> [BRIEF]
Every single entry must be restated word for word.

> [RECORDS FOR PROCESSING]

//! Raw passthrough stream mode (§4.5, the `OpenAI`/`raw` mode): frames each
//! provider chunk as an OpenAI-compatible SSE event, untouched.

use serde_json::Value;

/// Frames one raw provider chunk as an SSE `data:` line.
pub fn frame_chunk(raw: &Value) -> String {
    format!("data: {}\n\n", raw)
}

/// The terminal frame every OpenAI-compatible SSE stream ends with.
pub fn terminal_frame() -> &'static str {
    "data: [DONE]\n\n"
}

#[cfg(test)]
mod tests {
    use super::*;
    use serde_json::json;

    #[test]
    fn frame_chunk_wraps_json_in_sse_data_line() {
        let raw = json!({ "id": "chatcmpl-1" });
        assert_eq!(frame_chunk(&raw), "data: {\"id\":\"chatcmpl-1\"}\n\n");
    }

    #[test]
    fn terminal_frame_is_done_marker() {
        assert_eq!(terminal_frame(), "data: [DONE]\n\n");
    }
}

> [SOLVED EXERCISE]
//! Raw passthrough stream mode (§4.5, the `OpenAI`/`raw` mode): frames each
//! provider chunk as an OpenAI-compatible SSE event, untouched.

use serde_json::Value;

/// Frames one raw provider chunk as an SSE `data:` line.
pub fn frame_chunk(raw: &Value) -> String {
    format!("data: {}\n\n", raw)
}

/// The terminal frame every OpenAI-compatible SSE stream ends with.
pub fn terminal_frame() -> &'static str {
    "data: [DONE]\n\n"
}

#[cfg(test)]
mod tests {
    use super::*;
    use serde_json::json;

    #[test]
    fn frame_chunk_wraps_json_in_sse_data_line() {
        let raw = json!({ "id": "chatcmpl-1" });
        assert_eq!(frame_chunk(&raw), "data: {\"id\":\"chatcmpl-1\"}\n\n");
    }

    #[test]
    fn terminal_frame_is_done_marker() {
        assert_eq!(terminal_frame(), "data: [DONE]\n\n");
    }
}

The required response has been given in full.